5. Buyer Persona Research

Buyer persona research gives you a realistic look at who makes up your target audience, what their challenges are, why they want your product or service, and what they need from your business or brand.

6. Market Segmentation Research

Market segmentation research allows you to categorize your target audience into different groups (or segments) based on specific and defining characteristics. This way, you can determine effective ways to meet their needs.

7. Pricing Research

Pricing research helps you define your pricing strategy . It gives you an idea of what similar products or services in your market sell for and what your target audience is willing to pay.

8. Competitive Analysis

Competitive analyses give you a deep understanding of the competition in your market and industry.
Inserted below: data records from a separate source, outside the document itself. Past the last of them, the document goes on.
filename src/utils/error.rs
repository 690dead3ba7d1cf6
use crate::core::validate::FieldError;
use crate::domain::model::PaymentMethodKind;
use thiserror::Error;

#[derive(Error, Debug)]
pub enum CheckoutError {
    #[error("IO error: {0}")]
    IoError(#[from] std::io::Error),

    #[error("Serialization error: {0}")]
    SerializationError(#[from] serde_json::Error),

    #[error("Invalid value for {field} ({value}): {reason}")]
    InvalidConfigValueError {
        field: String,
        value: String,
        reason: String,
    },

    #[error("Missing required configuration field: {field}")]
    MissingConfigError { field: String },

    #[error("Configuration error in {field}: {message}")]
    ConfigValidationError { field: String, message: String },

    #[error("Payment details rejected ({} field error(s))", errors.len())]
    Rejected { errors: Vec<FieldError> },

    #[error("{} is a display-only demo method and cannot process payments", method.label())]
    UnsupportedMethod { method: PaymentMethodKind },
}

impl CheckoutError {
    /// Field errors carried by a `Rejected` failure, empty for everything else.
    pub fn field_errors(&self) -> &[FieldError] {
        match self {
            CheckoutError::Rejected { errors } => errors,
            _ => &[],
        }
    }
}

pub type Result<T> = std::result::Result<T, CheckoutError>;
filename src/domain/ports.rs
use crate::core::validate::FieldError;
use crate::domain::model::{OrderSummary, PaymentMethodKind, Receipt};
use crate::utils::error::Result;
use async_trait::async_trait;

pub trait ConfigProvider: Send + Sync {
    fn product_name(&self) -> &str;
    fn brand(&self) -> &str;
    fn unit_price_cents(&self) -> u64;
    fn tax_percent(&self) -> u64;
    fn processing_delay_ms(&self) -> u64;

    fn order_summary(&self) -> OrderSummary {
        OrderSummary {
            product_name: self.product_name().to_string(),
            brand: self.brand().to_string(),
            unit_price_cents: self.unit_price_cents(),
            tax_percent: self.tax_percent(),
        }
    }
}

/// One tab of the payment form. Validation is field-local and synchronous;
/// it runs on every submit attempt.
pub trait PaymentForm: Send + Sync {
    fn kind(&self) -> PaymentMethodKind;
    fn validate(&self) -> Vec<FieldError>;
}

/// The thing that eventually charges the order. The only implementation in
/// this demo sleeps for a fixed delay and issues a receipt.
#[async_trait]
pub trait PaymentGateway: Send + Sync {
    async fn process(&self, order: &OrderSummary, method: PaymentMethodKind) -> Result<Receipt>;
}
use clap::{Parser, ValueEnum};
use payflow_checkout::domain::model::format_cents;
use payflow_checkout::utils::{logger, validation::Validate};
use payflow_checkout::{
    CardForm, CheckoutEngine, CheckoutError, CliConfig, ConfigProvider, KlarnaForm, MobilePayForm,
    Receipt, SimulatedGateway, TomlConfig, WalletPlaceholder,
};
use std::path::PathBuf;

#[derive(Debug, Clone, Copy, ValueEnum)]
enum MethodArg {
    Card,
    Mobilepay,
    Klarna,
    Applepay,
    Googlepay,
}

#[derive(Debug, Parser)]
#[command(name = "payflow-checkout")]
#[command(about = "Run one simulated checkout attempt against the demo order")]
struct Args {
    #[command(flatten)]
    config: CliConfig,

    /// TOML config file; overrides the flag-based order configuration.
    #[arg(long)]
    config_file: Option<PathBuf>,

    #[arg(long, value_enum, default_value = "card")]
    method: MethodArg,

    #[arg(long, default_value = "")]
    name: String,

    #[arg(long, default_value = "")]
    card_number: String,

    #[arg(long, default_value = "")]
    expiry: String,

    #[arg(long, default_value = "")]
    cvc: String,

    #[arg(long, default_value = "")]
    phone: String,

    #[arg(long, default_value = "")]
    email: String,

    /// Print the receipt as JSON instead of the summary lines.
    #[arg(long)]
    json: bool,
}

#[tokio::main]
async fn main() -> anyhow::Result<()> {
    let args = Args::parse();

    logger::init_cli_logger(args.config.verbose);
    tracing::info!("Starting payflow-checkout demo");

    let config: Box<dyn ConfigProvider> = match &args.config_file {
        Some(path) => {
            let toml_config = TomlConfig::from_file(path)?;
            toml_config.validate()?;
            Box::new(toml_config)
        }
        None => {
            if let Err(e) = args.config.validate() {
                tracing::error!("Configuration validation failed: {}", e);
                eprintln!("❌ {}", e);
                std::process::exit(2);
            }
            Box::new(args.config.clone())
        }
    };

    let order = config.order_summary();
    tracing::info!(
        "Order: {} ({}) — subtotal {}, tax {}%, total {}",
        order.product_name,
        order.brand,
        order.subtotal_cents(),
        order.tax_percent,
        order.total_display()
    );

    let engine = CheckoutEngine::new(SimulatedGateway::new(config.processing_delay_ms()));

    let result = match args.method {
        MethodArg::Card => {
            let mut form = CardForm::new();
            form.input_name(&args.name);
            form.input_card_number(&args.card_number);
            form.input_expiry(&args.expiry);
            form.input_cvc(&args.cvc);
            engine.checkout(&order, &form).await
        }
        MethodArg::Mobilepay => {
            let mut form = MobilePayForm::new();
            form.input_phone(&args.phone);
            engine.checkout(&order, &form).await
        }
        MethodArg::Klarna => {
            let mut form = KlarnaForm::new();
            form.input_email(&args.email);
            engine.checkout(&order, &form).await
        }
        MethodArg::Applepay => {
            engine.checkout(&order, &WalletPlaceholder::apple_pay()).await
        }
        MethodArg::Googlepay => {
            engine.checkout(&order, &WalletPlaceholder::google_pay()).await
        }
    };

    match result {
        Ok(receipt) => {
            print_receipt(&receipt, &order.product_name, &order.brand, args.json)?;
        }
        Err(CheckoutError::Rejected { errors }) => {
            eprintln!("❌ Payment details rejected:");
            for error in &errors {
                eprintln!("   - {}", error);
            }
            std::process::exit(1);
        }
        Err(e) => {
            tracing::error!("Checkout failed: {}", e);
            eprintln!("❌ {}", e);
            std::process::exit(1);
        }
    }

    Ok(())
}

fn print_receipt(receipt: &Receipt, product: &str, brand: &str, json: bool) -> anyhow::Result<()> {
    if json {
        println!("{}", serde_json::to_string_pretty(receipt)?);
        return Ok(());
    }
    println!("✅ Payment approved");
    println!("📦 Order {} — {} ({})", receipt.order_id, product, brand);
    println!("💳 Method: {}", receipt.method_label);
    println!("💰 Charged: {}", format_cents(receipt.amount_cents));
    Ok(())
}
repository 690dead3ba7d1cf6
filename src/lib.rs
pub mod config;
pub mod core;
pub mod domain;
pub mod utils;

#[cfg(feature = "cli")]
pub use config::CliConfig;
pub use config::TomlConfig;

pub use core::card_form::CardForm;
pub use core::checkout::{CheckoutEngine, SimulatedGateway};
pub use core::klarna_form::KlarnaForm;
pub use core::mobilepay_form::MobilePayForm;
pub use core::network::CardNetwork;
pub use core::validate::{Field, FieldError};
pub use core::wallet_form::WalletPlaceholder;
pub use domain::model::{OrderSummary, PaymentMethodKind, Receipt};
pub use domain::ports::{ConfigProvider, PaymentForm, PaymentGateway};
pub use utils::error::{CheckoutError, Result};
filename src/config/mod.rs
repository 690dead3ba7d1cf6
#[cfg(feature = "cli")]
pub mod cli;
pub mod toml_config;

#[cfg(feature = "cli")]
pub use cli::CliConfig;
pub use toml_config::TomlConfig;
pub mod card_form;
pub mod checkout;
pub mod format;
pub mod klarna_form;
pub mod luhn;
pub mod mobilepay_form;
pub mod network;
pub mod validate;
pub mod wallet_form;

pub use crate::domain::model::{OrderSummary, PaymentMethodKind, Receipt};
pub use crate::domain::ports::{ConfigProvider, PaymentForm, PaymentGateway};
pub use crate::utils::error::Result;
use crate::core::format::format_phone;
use crate::core::validate::{validate_phone, FieldError};
use crate::domain::model::PaymentMethodKind;
use crate::domain::ports::PaymentForm;

/// The MobilePay tab: one phone field behind a fixed +45 prefix. Submitting
/// sends a (simulated) payment request to the MobilePay app.
#[derive(Debug, Clone, Default)]
pub struct MobilePayForm {
    phone: String,
}

impl MobilePayForm {
    pub fn new() -> Self {
        Self::default()
    }

    pub fn input_phone(&mut self, value: &str) {
        self.phone = format_phone(value);
    }

    pub fn phone(&self) -> &str {
        &self.phone
    }
}

impl PaymentForm for MobilePayForm {
    fn kind(&self) -> PaymentMethodKind {
        PaymentMethodKind::MobilePay
    }

    fn validate(&self) -> Vec<FieldError> {
        match validate_phone(&self.phone) {
            Ok(()) => Vec::new(),
            Err(e) => vec![e],
        }
    }
}
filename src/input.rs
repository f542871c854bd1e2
//! Single-line text input used for the commit message.

use unicode_width::UnicodeWidthChar;

use crate::event::{Key, KeyCode};

#[derive(Clone, Debug, PartialEq, Eq)]
pub enum InputMsg {
    InsertChar(char),
    DeleteBackward,
    DeleteForward,
    DeleteWordBackward,
    DeleteToStart,
    DeleteToEnd,
    MoveLeft,
    MoveRight,
    MoveWordLeft,
    MoveWordRight,
    MoveToStart,
    MoveToEnd,
}

/// Editable buffer with a character cursor.
#[derive(Clone, Debug, Default)]
pub struct InputState {
    chars: Vec<char>,
    cursor: usize,
    char_limit: Option<usize>,
    placeholder: String,
}

/// What the renderer needs to draw an input: the visible text window and the
/// cursor column inside it.
#[derive(Clone, Debug, PartialEq, Eq)]
pub struct InputView {
    pub text: String,
    pub cursor_column: usize,
    pub is_placeholder: bool,
}

impl InputState {
    pub fn new() -> Self {
        Self::default()
    }

    pub fn with_char_limit(mut self, limit: usize) -> Self {
        self.char_limit = Some(limit);
        self
    }

    pub fn with_placeholder(mut self, placeholder: impl Into<String>) -> Self {
        self.placeholder = placeholder.into();
        self
    }

    pub fn value(&self) -> String {
        self.chars.iter().collect()
    }

    pub fn clear(&mut self) {
        self.chars.clear();
        self.cursor = 0;
    }

    /// Forward a key press; returns whether the key was consumed.
    pub fn handle_key(&mut self, key: Key) -> bool {
        match default_keybindings(key, |msg| msg) {
            Some(msg) => {
                self.update(msg);
                true
            }
            None => false,
        }
    }

    /// Returns whether the buffer or cursor changed.
    pub fn update(&mut self, msg: InputMsg) -> bool {
        match msg {
            InputMsg::InsertChar(ch) => self.insert_text(&ch.to_string()),
            InputMsg::DeleteBackward => {
                if self.cursor == 0 {
                    return false;
                }
                self.cursor -= 1;
                self.chars.remove(self.cursor);
                true
            }
            InputMsg::DeleteForward => {
                if self.cursor >= self.chars.len() {
                    return false;
                }
                self.chars.remove(self.cursor);
                true
            }
            InputMsg::DeleteWordBackward => {
                let start = self.word_start_before(self.cursor);
                self.delete_range(start, self.cursor)
            }
            InputMsg::DeleteToStart => self.delete_range(0, self.cursor),
            InputMsg::DeleteToEnd => self.delete_range(self.cursor, self.chars.len()),
            InputMsg::MoveLeft => self.move_to(self.cursor.saturating_sub(1)),
            InputMsg::MoveRight => self.move_to((self.cursor + 1).min(self.chars.len())),
            InputMsg::MoveWordLeft => self.move_to(self.word_start_before(self.cursor)),
            InputMsg::MoveWordRight => self.move_to(self.word_end_after(self.cursor)),
            InputMsg::MoveToStart => self.move_to(0),
            InputMsg::MoveToEnd => self.move_to(self.chars.len()),
        }
    }

    /// Window of the buffer that fits `width` columns with the cursor kept
    /// on screen.
    pub fn view(&self, width: usize) -> InputView {
        if self.chars.is_empty() {
            let text: String = self.placeholder.chars().take(width).collect();
            return InputView {
                text,
                cursor_column: 0,
                is_placeholder: !self.placeholder.is_empty(),
            };
        }
        if width == 0 {
            return InputView {
                text: String::new(),
                cursor_column: 0,
                is_placeholder: false,
            };
        }

        // Reserve one column for a cursor parked after the last char.
        let budget = width.saturating_sub(1).max(1);
        let mut start = 0;
        while self.columns(start, self.cursor) > budget {
            start += 1;
        }

        let mut text = String::new();
        let mut used = 0;
        for ch in &self.chars[start..] {
            let ch_width = ch.width().unwrap_or(0);
            if used + ch_width > width {
                break;
            }
            used += ch_width;
            text.push(*ch);
        }

        InputView {
            text,
            cursor_column: self.columns(start, self.cursor),
            is_placeholder: false,
        }
    }

    fn columns(&self, start: usize, end: usize) -> usize {
        self.chars[start..end]
            .iter()
            .map(|ch| ch.width().unwrap_or(0))
            .sum()
    }

    fn insert_text(&mut self, text: &str) -> bool {
        let mut changed = false;
        for ch in text.chars().filter(|ch| !ch.is_control()) {
            if self
                .char_limit
                .is_some_and(|limit| self.chars.len() >= limit)
            {
                break;
            }
            self.chars.insert(self.cursor, ch);
            self.cursor += 1;
            changed = true;
        }
        changed
    }

    fn delete_range(&mut self, start: usize, end: usize) -> bool {
        if start >= end {
            return false;
        }
        self.chars.drain(start..end);
        self.cursor = start;
        true
    }

    fn move_to(&mut self, index: usize) -> bool {
        let changed = self.cursor != index;
        self.cursor = index;
        changed
    }

    fn word_start_before(&self, index: usize) -> usize {
        let mut index = index;
        while index > 0 && self.chars[index - 1].is_whitespace() {
            index -= 1;
        }
        while index > 0 && !self.chars[index - 1].is_whitespace() {
            index -= 1;
        }
        index
    }

    fn word_end_after(&self, index: usize) -> usize {
        let len = self.chars.len();
        let mut index = index;
        while index < len && self.chars[index].is_whitespace() {
            index += 1;
        }
        while index < len && !self.chars[index].is_whitespace() {
            index += 1;
        }
        index
    }
}

/// Translate editing keys into input messages. Enter, Esc and Tab are left
/// to the owner.
pub fn default_keybindings<UpdateMsg>(
    key: Key,
    map: impl Fn(InputMsg) -> UpdateMsg,
) -> Option<UpdateMsg> {
    let msg = match key.code {
        KeyCode::Char(ch) if !key.ctrl && !key.alt => Some(InputMsg::InsertChar(ch)),
        KeyCode::Char('h') if key.ctrl => Some(InputMsg::DeleteBackward),
        KeyCode::Char('w') if key.ctrl => Some(InputMsg::DeleteWordBackward),
        KeyCode::Char('u') if key.ctrl => Some(InputMsg::DeleteToStart),
        KeyCode::Char('k') if key.ctrl => Some(InputMsg::DeleteToEnd),
        KeyCode::Char('a') if key.ctrl => Some(InputMsg::MoveToStart),
        KeyCode::Char('e') if key.ctrl => Some(InputMsg::MoveToEnd),
        KeyCode::Char(_) => None,
        KeyCode::Backspace if key.ctrl || key.alt => Some(InputMsg::DeleteWordBackward),
        KeyCode::Backspace => Some(InputMsg::DeleteBackward),
        KeyCode::Delete => Some(InputMsg::DeleteForward),
        KeyCode::Left if key.ctrl || key.alt => Some(InputMsg::MoveWordLeft),
        KeyCode::Right if key.ctrl || key.alt => Some(InputMsg::MoveWordRight),
        KeyCode::Left => Some(InputMsg::MoveLeft),
        KeyCode::Right => Some(InputMsg::MoveRight),
        KeyCode::Home => Some(InputMsg::MoveToStart),
        KeyCode::End => Some(InputMsg::MoveToEnd),
        KeyCode::Enter
        | KeyCode::Esc
        | KeyCode::Tab
        | KeyCode::Up
        | KeyCode::Down
        | KeyCode::PageUp
        | KeyCode::PageDown => None,
    }?;

    Some(map(msg))
}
You can learn about what's doing well in your industry and how you can separate yourself from the competition .

9. Customer Satisfaction and Loyalty Research

Customer satisfaction and loyalty research gives you a look into how you can get current customers to return for more business and what will motivate them to do so (e.g., loyalty programs , rewards, remarkable customer service).

10. Brand Awareness Research

Brand awareness research tells you what your target audience knows about and recognizes from your brand. It tells you about the associations people make when they think about your business.

11. Campaign Research

Campaign research entails looking into your past campaigns and analyzing their success among your target audience and current customers. The goal is to use these learnings to inform future campaigns.

  • Define your buyer persona.
  • Identify a persona group to engage.
  • Prepare research questions for your market research participants.
  • List your primary competitors.
  • Summarize your findings.

1. Define your buyer persona.

You have to understand who your customers are and how customers in your industry make buying decisions.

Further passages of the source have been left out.